Global forests are becoming increasingly fragmented: new Science article co-authored by Pablo Negret
News
Publish date: October 2, 2025
Global forests are becoming increasingly fragmented: new Science article co-authored by Pablo Negret
News
Publish date: October 2, 2025
A new study in Science, co-authored by Pablo Negret of the Wyss Academy for Nature, offers a global assessment of forest fragmentation and shows that the issue is far more widespread than previously recognised. By measuring ecological connectivity instead of relying only on patch size, the research found that more than half of the world’s forests, and up to 80 percent of tropical forests, became more fragmented between 2000 and 2020.

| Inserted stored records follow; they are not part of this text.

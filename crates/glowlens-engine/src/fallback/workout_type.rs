use glowlens_contracts::domains::workout::{
    FitnessLevel, RecommendedExercise, WorkoutType, WorkoutTypeAnalysis, WorkoutTypeInput,
};
use glowlens_contracts::ImageQuality;
use rand::rngs::StdRng;
use rand::seq::SliceRandom;
use rand::Rng;

use super::{mentions_any, pick};

const DEFAULT_FREQUENCY: u8 = 3;

const BODYWEIGHT: &[&str] = &[];

/// (name, focus, sets, reps, equipment keywords; empty means bodyweight)
type Template = (&'static str, &'static str, u8, &'static str, &'static [&'static str]);

fn exercise_pool(workout_type: WorkoutType) -> &'static [Template] {
    match workout_type {
        WorkoutType::Strength => &[
            ("Goblet squat", "legs and glutes", 3, "8-12", &["dumbbell", "kettlebell"]),
            ("Push-up", "chest and triceps", 3, "8-12", BODYWEIGHT),
            ("Bent-over row", "upper back", 3, "10-12", &["dumbbell", "barbell", "band"]),
            ("Romanian deadlift", "hamstrings", 3, "8-10", &["dumbbell", "barbell", "kettlebell"]),
            ("Overhead press", "shoulders", 3, "8-10", &["dumbbell", "barbell", "band"]),
            ("Split squat", "legs", 3, "10 per side", BODYWEIGHT),
            ("Glute bridge", "glutes", 3, "12-15", BODYWEIGHT),
            ("Superman hold", "lower back", 3, "20s", BODYWEIGHT),
            ("Plank", "core", 3, "30s", BODYWEIGHT),
        ],
        WorkoutType::Cardio => &[
            ("Brisk walk or easy jog", "aerobic base", 1, "25 min", BODYWEIGHT),
            ("Cycling", "aerobic endurance", 1, "20 min", &["bike", "cycle"]),
            ("Step-ups", "legs and heart rate", 3, "12 per side", BODYWEIGHT),
            ("Jumping jacks", "full body", 3, "45s", BODYWEIGHT),
            ("Shadow boxing", "upper body endurance", 3, "2 min", BODYWEIGHT),
            ("Rowing intervals", "full body endurance", 4, "2 min", &["row"]),
        ],
        WorkoutType::Hiit => &[
            ("Burpees", "full body", 4, "30s", BODYWEIGHT),
            ("Mountain climbers", "core and shoulders", 4, "30s", BODYWEIGHT),
            ("Jump squats", "legs", 4, "30s", BODYWEIGHT),
            ("High knees", "conditioning", 4, "30s", BODYWEIGHT),
            ("Skater jumps", "lateral power", 4, "30s", BODYWEIGHT),
            ("Kettlebell swings", "posterior chain", 4, "20s", &["kettlebell"]),
        ],
        WorkoutType::Flexibility => &[
            ("Cat-cow", "spine mobility", 2, "10", BODYWEIGHT),
            ("World's greatest stretch", "hips and thoracic spine", 2, "5 per side", BODYWEIGHT),
            ("Hip flexor stretch", "hip flexors", 2, "45s per side", BODYWEIGHT),
            ("Child's pose", "lower back", 2, "60s", BODYWEIGHT),
            ("Thread the needle", "upper back", 2, "8 per side", BODYWEIGHT),
        ],
        WorkoutType::Balanced => &[
            ("Bodyweight squat", "legs", 3, "12-15", BODYWEIGHT),
            ("Incline push-up", "chest", 3, "10-12", BODYWEIGHT),
            ("Brisk walk", "aerobic base", 1, "20 min", BODYWEIGHT),
            ("Glute bridge", "glutes", 3, "12-15", BODYWEIGHT),
            ("Bird dog", "core stability", 3, "10 per side", BODYWEIGHT),
            ("Hamstring stretch", "flexibility", 2, "45s", BODYWEIGHT),
        ],
    }
}

/// Templates doable with `equipment`. Every pool has at least four bodyweight
/// entries, so the result never runs short.
fn available(pool: &[Template], equipment: &[String]) -> Vec<Template> {
    pool.iter()
        .filter(|(.., needs)| needs.is_empty() || mentions_any(equipment, needs))
        .copied()
        .collect()
}

fn choose_type(input: Option<&WorkoutTypeInput>, rng: &mut StdRng) -> WorkoutType {
    let Some(input) = input else {
        return WorkoutType::Balanced;
    };
    if !input.injuries.is_empty() {
        return WorkoutType::Flexibility;
    }
    let fat_loss = mentions_any(&input.goals, &["fat", "weight", "lose", "endurance", "stamina"]);
    let muscle = mentions_any(&input.goals, &["muscle", "strength", "tone", "toning", "strong"]);
    let mobility = mentions_any(&input.goals, &["mobility", "flexib", "posture", "stress"]);
    match (fat_loss, muscle, mobility) {
        (true, false, false) => {
            if matches!(
                input.fitness_level,
                Some(FitnessLevel::Intermediate | FitnessLevel::Advanced)
            ) {
                pick(rng, &[WorkoutType::Cardio, WorkoutType::Hiit])
            } else {
                WorkoutType::Cardio
            }
        }
        (false, true, false) => WorkoutType::Strength,
        (false, false, true) => WorkoutType::Flexibility,
        _ => WorkoutType::Balanced,
    }
}

pub fn workout_type_fallback(
    input: Option<&WorkoutTypeInput>,
    rng: &mut StdRng,
) -> WorkoutTypeAnalysis {
    let workout_type = choose_type(input, rng);

    let equipment = input.map(|input| input.equipment.as_slice()).unwrap_or_default();
    let mut pool = available(exercise_pool(workout_type), equipment);
    pool.shuffle(rng);
    pool.truncate(4);
    let recommended_exercises = pool
        .into_iter()
        .map(|(name, focus, sets, reps, _)| RecommendedExercise {
            name: name.to_string(),
            focus: focus.to_string(),
            sets,
            reps: reps.to_string(),
        })
        .collect();

    let weekly_frequency = input
        .map(|input| input.frequency_per_week)
        .filter(|days| *days > 0)
        .unwrap_or(DEFAULT_FREQUENCY)
        .min(DEFAULT_FREQUENCY + 2)
        .clamp(1, 7);

    let mut cautions = input
        .map(|input| {
            input
                .injuries
                .iter()
                .filter(|injury| !injury.trim().is_empty())
                .map(|injury| format!("Avoid loading the {} until it is pain-free.", injury.trim()))
                .collect::<Vec<String>>()
        })
        .unwrap_or_default();
    cautions.push("Stop any exercise that causes sharp pain.".to_string());

    WorkoutTypeAnalysis {
        workout_type,
        confidence: rng.gen_range(45..=60),
        reasoning: format!(
            "A {} routine is a safe starting point for the goals provided. Adjust it once a full analysis is available.",
            workout_type.as_str()
        ),
        recommended_exercises,
        weekly_frequency,
        cautions,
        image_quality: Some(ImageQuality::conservative()),
        analysis_evidence: None,
    }
}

Fragmentation matters because it disrupts ecosystems, isolates species, and undermines forests’ ability to regulate climate. Earlier assessments, which looked only at structural metrics such as patch number and size, suggested fragmentation was declining. This new study overturns that view by revealing a hidden loss of connectivity, making clear that the degradation of forests is advancing much faster than deforestation figures alone suggest.
The patterns differ across regions. In the tropics, shifting agriculture accounts for 61 percent of fragmentation, while forestry dominates in temperate regions and wildfires play a major role in boreal forests. These pressures compound biodiversity loss and weaken the role of forests as carbon sinks, intensifying both local and global climate risks.
The study also points to pathways forward. Tropical forests inside protected areas experienced up to 82 percent less fragmentation than surrounding ones, showing that maintaining connected landscapes can slow the trend.
This perspective connects closely to the Wyss Academy’s Solutionscapes, where research and practice come together to address fragmentation in real-world contexts – from promoting agroforestry in Laos to tackling mining-driven deforestation in Peru and strengthening forest resilience in Switzerland.